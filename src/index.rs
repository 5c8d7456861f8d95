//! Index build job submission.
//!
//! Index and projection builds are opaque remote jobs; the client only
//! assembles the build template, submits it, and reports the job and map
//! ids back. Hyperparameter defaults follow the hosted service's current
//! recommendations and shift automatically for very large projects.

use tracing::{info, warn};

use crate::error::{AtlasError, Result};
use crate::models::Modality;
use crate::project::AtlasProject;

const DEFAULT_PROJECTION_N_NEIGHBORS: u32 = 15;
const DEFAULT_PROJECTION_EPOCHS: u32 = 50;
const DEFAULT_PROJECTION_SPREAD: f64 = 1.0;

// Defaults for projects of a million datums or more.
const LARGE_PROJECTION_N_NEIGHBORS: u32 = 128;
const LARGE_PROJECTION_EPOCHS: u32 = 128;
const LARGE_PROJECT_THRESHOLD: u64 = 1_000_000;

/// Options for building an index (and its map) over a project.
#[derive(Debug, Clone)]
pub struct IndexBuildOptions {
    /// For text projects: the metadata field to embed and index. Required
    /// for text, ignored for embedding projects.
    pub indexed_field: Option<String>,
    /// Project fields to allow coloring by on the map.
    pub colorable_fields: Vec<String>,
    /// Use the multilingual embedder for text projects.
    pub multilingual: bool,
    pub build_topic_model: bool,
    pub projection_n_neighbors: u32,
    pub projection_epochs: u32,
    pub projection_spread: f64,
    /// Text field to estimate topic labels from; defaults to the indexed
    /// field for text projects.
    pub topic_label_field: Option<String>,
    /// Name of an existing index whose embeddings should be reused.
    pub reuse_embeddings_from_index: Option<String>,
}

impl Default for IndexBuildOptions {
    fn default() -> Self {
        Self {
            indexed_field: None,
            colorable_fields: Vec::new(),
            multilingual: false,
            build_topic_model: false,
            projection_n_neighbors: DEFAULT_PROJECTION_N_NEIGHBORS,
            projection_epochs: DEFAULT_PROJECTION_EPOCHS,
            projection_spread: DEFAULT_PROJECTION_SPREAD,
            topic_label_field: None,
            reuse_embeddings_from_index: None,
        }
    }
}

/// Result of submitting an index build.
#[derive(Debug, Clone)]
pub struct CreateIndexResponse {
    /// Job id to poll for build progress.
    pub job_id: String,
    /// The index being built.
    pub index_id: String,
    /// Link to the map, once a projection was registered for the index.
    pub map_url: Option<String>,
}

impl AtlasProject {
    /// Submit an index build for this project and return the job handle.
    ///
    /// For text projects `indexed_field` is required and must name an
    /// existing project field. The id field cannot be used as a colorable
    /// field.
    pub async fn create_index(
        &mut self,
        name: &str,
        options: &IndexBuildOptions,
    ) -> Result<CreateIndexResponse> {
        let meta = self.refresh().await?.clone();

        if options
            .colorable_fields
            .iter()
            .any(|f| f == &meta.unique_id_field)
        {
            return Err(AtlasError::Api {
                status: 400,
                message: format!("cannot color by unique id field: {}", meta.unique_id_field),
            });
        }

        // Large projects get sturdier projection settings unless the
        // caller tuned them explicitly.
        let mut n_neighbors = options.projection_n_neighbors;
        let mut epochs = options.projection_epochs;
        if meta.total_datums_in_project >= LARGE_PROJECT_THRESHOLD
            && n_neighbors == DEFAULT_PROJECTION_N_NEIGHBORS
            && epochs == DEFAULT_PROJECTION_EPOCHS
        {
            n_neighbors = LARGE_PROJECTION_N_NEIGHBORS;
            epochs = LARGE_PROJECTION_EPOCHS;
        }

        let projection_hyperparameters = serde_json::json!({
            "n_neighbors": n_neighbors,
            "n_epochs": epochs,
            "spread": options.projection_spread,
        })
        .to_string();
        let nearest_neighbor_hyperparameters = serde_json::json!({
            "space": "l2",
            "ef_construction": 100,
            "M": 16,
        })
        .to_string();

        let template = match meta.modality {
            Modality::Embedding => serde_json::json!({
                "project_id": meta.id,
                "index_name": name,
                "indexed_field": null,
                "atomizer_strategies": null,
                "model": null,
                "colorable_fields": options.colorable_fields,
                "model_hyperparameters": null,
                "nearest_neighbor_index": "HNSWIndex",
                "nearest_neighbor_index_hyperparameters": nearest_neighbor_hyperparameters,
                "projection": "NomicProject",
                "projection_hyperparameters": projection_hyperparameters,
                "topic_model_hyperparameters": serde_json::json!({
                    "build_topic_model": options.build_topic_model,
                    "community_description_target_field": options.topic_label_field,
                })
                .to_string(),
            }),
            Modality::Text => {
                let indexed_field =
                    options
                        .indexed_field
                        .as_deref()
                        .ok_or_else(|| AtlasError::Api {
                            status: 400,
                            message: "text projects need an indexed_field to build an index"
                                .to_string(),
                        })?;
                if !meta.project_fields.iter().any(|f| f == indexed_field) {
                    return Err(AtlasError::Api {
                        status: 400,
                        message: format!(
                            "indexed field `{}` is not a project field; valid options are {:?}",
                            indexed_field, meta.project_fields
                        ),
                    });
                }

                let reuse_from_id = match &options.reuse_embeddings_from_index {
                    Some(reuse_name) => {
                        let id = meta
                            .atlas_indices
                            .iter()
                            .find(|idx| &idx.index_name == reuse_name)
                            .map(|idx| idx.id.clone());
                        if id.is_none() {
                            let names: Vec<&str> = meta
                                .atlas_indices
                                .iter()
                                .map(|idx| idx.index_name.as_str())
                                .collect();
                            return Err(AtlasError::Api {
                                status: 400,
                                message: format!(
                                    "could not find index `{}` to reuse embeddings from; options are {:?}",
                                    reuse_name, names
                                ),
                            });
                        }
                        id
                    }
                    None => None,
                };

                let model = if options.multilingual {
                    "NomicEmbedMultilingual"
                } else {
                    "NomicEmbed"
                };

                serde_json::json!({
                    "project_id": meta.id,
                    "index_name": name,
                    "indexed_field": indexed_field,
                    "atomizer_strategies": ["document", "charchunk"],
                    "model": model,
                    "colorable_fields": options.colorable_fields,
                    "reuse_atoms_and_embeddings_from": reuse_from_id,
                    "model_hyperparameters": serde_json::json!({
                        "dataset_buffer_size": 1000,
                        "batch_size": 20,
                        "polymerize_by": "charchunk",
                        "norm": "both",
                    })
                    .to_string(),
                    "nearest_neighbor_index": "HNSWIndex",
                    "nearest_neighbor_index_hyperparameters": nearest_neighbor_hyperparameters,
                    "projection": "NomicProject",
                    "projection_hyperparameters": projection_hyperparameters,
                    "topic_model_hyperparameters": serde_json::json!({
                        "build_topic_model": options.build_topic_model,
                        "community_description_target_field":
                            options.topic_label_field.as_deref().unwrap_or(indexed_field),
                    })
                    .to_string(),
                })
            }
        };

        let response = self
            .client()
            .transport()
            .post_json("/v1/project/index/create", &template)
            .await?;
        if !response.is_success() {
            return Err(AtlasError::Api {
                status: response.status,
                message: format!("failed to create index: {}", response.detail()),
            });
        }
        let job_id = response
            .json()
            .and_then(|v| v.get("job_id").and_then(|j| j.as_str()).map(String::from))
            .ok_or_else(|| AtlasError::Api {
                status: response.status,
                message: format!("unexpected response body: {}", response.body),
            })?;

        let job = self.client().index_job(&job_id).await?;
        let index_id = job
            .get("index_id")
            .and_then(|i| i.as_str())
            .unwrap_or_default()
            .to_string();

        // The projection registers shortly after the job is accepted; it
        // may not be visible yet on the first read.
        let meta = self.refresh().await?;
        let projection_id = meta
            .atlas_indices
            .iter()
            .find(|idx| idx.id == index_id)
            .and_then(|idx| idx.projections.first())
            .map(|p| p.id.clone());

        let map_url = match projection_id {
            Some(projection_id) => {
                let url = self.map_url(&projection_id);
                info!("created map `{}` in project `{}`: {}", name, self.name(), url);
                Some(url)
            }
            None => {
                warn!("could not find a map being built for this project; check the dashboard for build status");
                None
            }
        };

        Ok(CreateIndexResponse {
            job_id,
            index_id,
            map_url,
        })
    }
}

#### Action item
Say, as a single number and nothing more, how many lines of the entries contain the word "status".

#### Output for this exercise
7